Dataset records:
* * * * * * *

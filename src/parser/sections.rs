use std::sync::LazyLock;

use regex::Regex;

static NEXT_HEADING_RE: LazyLock<Regex> = LazyLock::new(|| Regex::new(r"\n=+ [^=]").unwrap());
static CITATION_RE: LazyLock<Regex> = LazyLock::new(|| Regex::new(r"\[\d+\]").unwrap());
static EDITORIAL_RE: LazyLock<Regex> =
    LazyLock::new(|| Regex::new(r"\[(?:edit|citation needed)\]").unwrap());
static WHITESPACE_RE: LazyLock<Regex> = LazyLock::new(|| Regex::new(r"\s+").unwrap());

/// Body of one article section, plus the heading it was found under.
#[derive(Debug, Clone, PartialEq, Eq)]
pub struct ArticleSection {
    pub heading: String,
    pub content: String,
}

/// Find the first heading (in `headings` priority order) whose body is non-empty.
///
/// Headings use the wiki plain-text form `== Title ==`. A body runs until the
/// next heading line of any level, or the end of the article.
pub fn isolate_section<S: AsRef<str>>(article: &str, headings: &[S]) -> Option<ArticleSection> {
    for heading in headings {
        let heading = heading.as_ref();
        let Ok(re) = Regex::new(&format!(r"=+ {} =+\n", regex::escape(heading))) else {
            continue;
        };

        let mut pos = 0;
        while let Some(m) = re.find_at(article, pos) {
            let body_start = m.end();
            let body_end = NEXT_HEADING_RE
                .find_at(article, body_start)
                .map(|n| n.start())
                .unwrap_or(article.len());

            let body = article[body_start..body_end].trim();
            if !body.is_empty() {
                return Some(ArticleSection {
                    heading: heading.to_string(),
                    content: body.to_string(),
                });
            }
            pos = body_end;
        }
    }
    None
}

/// Drop citation and editorial markers, collapse whitespace runs, trim.
pub fn clean_text(text: &str) -> String {
    let text = CITATION_RE.replace_all(text, "");
    let text = EDITORIAL_RE.replace_all(&text, "");
    WHITESPACE_RE.replace_all(&text, " ").trim().to_string()
}

// ── Tests ──

#[cfg(test)]
mod tests {
    use super::*;
    use crate::config::SECTION_HEADINGS;

    #[test]
    fn sibu_fixture_cuisine() {
        let article = std::fs::read_to_string("tests/fixtures/sibu_extract.txt").unwrap();
        let section = isolate_section(&article, SECTION_HEADINGS).unwrap();
        assert_eq!(section.heading, "Cuisine");
        assert!(section.content.starts_with("Sibu is known for its Foochow cuisine."));
        // Stops before the next heading
        assert!(!section.content.contains("Transport"));
        assert!(!section.content.contains("=="));
    }

    #[test]
    fn priority_order_beats_document_order() {
        let article = "Intro\n\n== Local food ==\nstalls\n\n== Food ==\nmarket\n\n== Cuisine ==\nnoodles\n\n== Sport ==\nfootball";
        let section = isolate_section(article, SECTION_HEADINGS).unwrap();
        assert_eq!(section.heading, "Cuisine");
        assert_eq!(section.content, "noodles");
    }

    #[test]
    fn empty_body_falls_through() {
        let article = "== Cuisine ==\n   \n\n== Food ==\nkompia and kampua\n";
        let section = isolate_section(article, SECTION_HEADINGS).unwrap();
        assert_eq!(section.heading, "Food");
        assert_eq!(section.content, "kompia and kampua");
    }

    #[test]
    fn second_match_of_same_heading() {
        let article = "== Cuisine ==\n\n== Other ==\nx\n=== Cuisine ===\nbian nyuk\n";
        let section = isolate_section(article, &["Cuisine"]).unwrap();
        assert_eq!(section.content, "bian nyuk");
    }

    #[test]
    fn body_runs_to_end_of_article() {
        let article = "== History ==\nold\n== Local cuisine ==\nlast section\nwith two lines";
        let section = isolate_section(article, SECTION_HEADINGS).unwrap();
        assert_eq!(section.content, "last section\nwith two lines");
    }

    #[test]
    fn no_candidate_heading() {
        let article = "== History ==\nold\n== Geography ==\nriver";
        assert!(isolate_section(article, SECTION_HEADINGS).is_none());
        assert!(isolate_section("", SECTION_HEADINGS).is_none());
    }

    #[test]
    fn clean_strips_markers_and_whitespace() {
        let raw = "  Kampua[1] is served\n\nwith  pork.[23][edit] Kompia[citation needed]\tbread ";
        assert_eq!(clean_text(raw), "Kampua is served with pork. Kompia bread");
    }

    #[test]
    fn clean_keeps_non_numeric_brackets() {
        assert_eq!(clean_text("[a] note"), "[a] note");
    }
}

* * * * * * *

ASSIGNMENT:
Could you copy every line from the records that has "nyuk" in it?

ANSWER BOX:
        let article = "== Cuisine ==\n\n== Other ==\nx\n=== Cuisine ===\nbian nyuk\n";
        assert_eq!(section.content, "bian nyuk");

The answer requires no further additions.